Sometimes-Problematic Way to Determine a Good Fit:
Due to differences in how even near-identical garments are cut by different manufacturers, it is not necessarily a good idea to compare the listed measures of this product to the measures of an existing, similar product in your wardrobe to determine the correct size to order in this product. Though such comparisons can indeed work some of the time, and maybe even most of the time, vast experience with and knowledge of the products we market has proven such practices will sometimes fail. This inaccurate measuring methodology doesn't factor in other key variables of fit relative to you and the garment that includes: Armhole opening, shoulder slope, high-point shoulder, high chest, width of sleeves at all points including the all-important elbow, waist measure, and the thickness, plumpness, and rigidity of the material the garment is made from, naming just some variables influencing fit that do not appear on any list of measurements for a garment or that a customer is likely to account for.

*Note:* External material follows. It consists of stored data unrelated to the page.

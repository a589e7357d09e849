//! Fuzz target for keyboard editing through the model.
//!
//! Drives an editor with arbitrary carets, keys and pastes. Errors are
//! fine; panics are not.

#![no_main]

use arbitrary::Arbitrary;
use contentmodel_rust::{
    DomSelection, EditPlugin, Editor, EditorOptions, KeyCode, KeyModifiers, KeyboardEvent,
};
use libfuzzer_sys::fuzz_target;

#[derive(Debug, Arbitrary)]
enum Action {
    Caret { node: u8, offset: u8 },
    Backspace { ctrl: bool },
    Delete,
    Enter,
    Char(char),
    Paste(String),
    Undo,
    Redo,
    Deferred,
}

#[derive(Debug, Arbitrary)]
struct Input {
    html: String,
    actions: Vec<Action>,
}

fuzz_target!(|input: Input| {
    let options = EditorOptions::default()
        .with_html(&input.html)
        .with_plugin(EditPlugin::new());
    let Ok(mut editor) = Editor::new(options) else {
        return;
    };

    for action in input.actions.into_iter().take(64) {
        let _ = match action {
            Action::Caret { node, offset } => {
                let dom = editor.dom();
                let texts: Vec<_> = dom
                    .descendants(editor.root())
                    .into_iter()
                    .filter(|n| dom.is_text(*n))
                    .collect();
                if texts.is_empty() {
                    continue;
                }
                let node = texts[usize::from(node) % texts.len()];
                let length = dom.text(node).map_or(0, |t| t.chars().count());
                let offset = usize::from(offset) % (length + 1);
                editor.handle_selection_change(Some(DomSelection::caret(node, offset)))
            }
            Action::Backspace { ctrl } => {
                let modifiers = if ctrl { KeyModifiers::CTRL } else { KeyModifiers::empty() };
                editor
                    .handle_key_down(KeyboardEvent::new(KeyCode::Backspace, modifiers))
                    .map(|_| ())
            }
            Action::Delete => editor.handle_key_down(KeyboardEvent::key(KeyCode::Delete)).map(|_| ()),
            Action::Enter => editor.handle_key_down(KeyboardEvent::key(KeyCode::Enter)).map(|_| ()),
            Action::Char(c) => editor.handle_key_down(KeyboardEvent::char(c)).map(|_| ()),
            Action::Paste(html) => editor.paste(&html).map(|_| ()),
            Action::Undo => editor.undo().map(|_| ()),
            Action::Redo => editor.redo().map(|_| ()),
            Action::Deferred => editor.run_deferred().map(|_| ()),
        };
    }
    let _ = editor.inner_html();
});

It is best to compare your actual body measures to the listed measures of this product AND follow our advice listed under the SIZING TIPS tab specific to this product to obtain a good fit in this style.
A Good Fit:
This is highly subjective - what one person may think is too big, another may think fits perfectly. Some garments are cut quite generously and others are cut quite trimly. If comparing measurements of one of our products to another you may own, some individuals will surely find that none or maybe only one area of measure is commonly shared or remotely close to being the same. Ultimately, chest measure is the most important area to properly fit, then all other areas of measure will have to fall into place. And some individuals who are extremely tall may find that body and/or sleeve length are more important to accommodate than even chest measure.

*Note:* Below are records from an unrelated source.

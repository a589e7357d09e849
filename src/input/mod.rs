//! Input events forwarded from the host.
//!
//! The host translates its DOM `keydown`, `input` and `compositionend`
//! events into these types before handing them to the editor.

mod event;
mod keyboard;

pub use event::{InputEvent, RawEvent};
pub use keyboard::{KeyCode, KeyModifiers, KeyboardEvent};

Please understand that no jacket can be two jackets in one (you may have to make a compromise in fit somewhere). The best look is achieved wearing a shirt and undershirt, or a medium-weight sweater with undershirt; the goal being a trim, sleek look. If the application of our jackets is with multiple layers of clothing, then the original look will be compromised; when purchased oversized, please keep in mind that the jacket will fit NOT trimly but LOOSELY when fewer clothes are worn.

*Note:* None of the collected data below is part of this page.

//! Unicode utilities for grapheme handling, word classes and text direction.

mod bidi;
mod grapheme;
mod word;

pub use bidi::{TextDirection, detect_direction};
pub use grapheme::{
    GraphemeIterator, char_to_byte, first_grapheme, graphemes, last_grapheme, remove_grapheme,
};
pub use word::{CharClass, classify};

As a rule here, if the jacket squares up nicely on the shoulders when worn with the sort of clothing you will wear most of the time, falls about 1 1/2" below the top of your trousers (if a waist-length jacket), allows you to reach into trouser pockets and recover keys, wallet and change without discomfort or pain, as well as allow normal strides while walking, then this is very likely a good fit and how the jacket would have been worn when originally issued.
Using the good-fit test where one draws their arms across their chest as a barometer for snugness will almost certainly produce some binding in an A-2 jacket of the correct size, and thus push you further up the sizing scale into a very large A-2 jacket. A true 1940s A-2 jacket has no bi-swing action back (as found on the USN M-422A or G-1 jackets, USAAF B-6, Tanker jacket, etc.) and is not cut for such a great range of movement as experienced when doing the arm-crossing act. If you can get that sort of movement range without binding in one of our A-2s, then it will surely be rather loose and sloppy when you aren't drawing your arms across your chest in front of you.
What makes more sense, having a jacket that looks great and feels fine during 90% of your activities, or only when you cross your arms in front of you? Do you walk around with your arms crossed in front of you? The choice is yours and we will gladly oblige all tastes, but do try to get the look originally intended.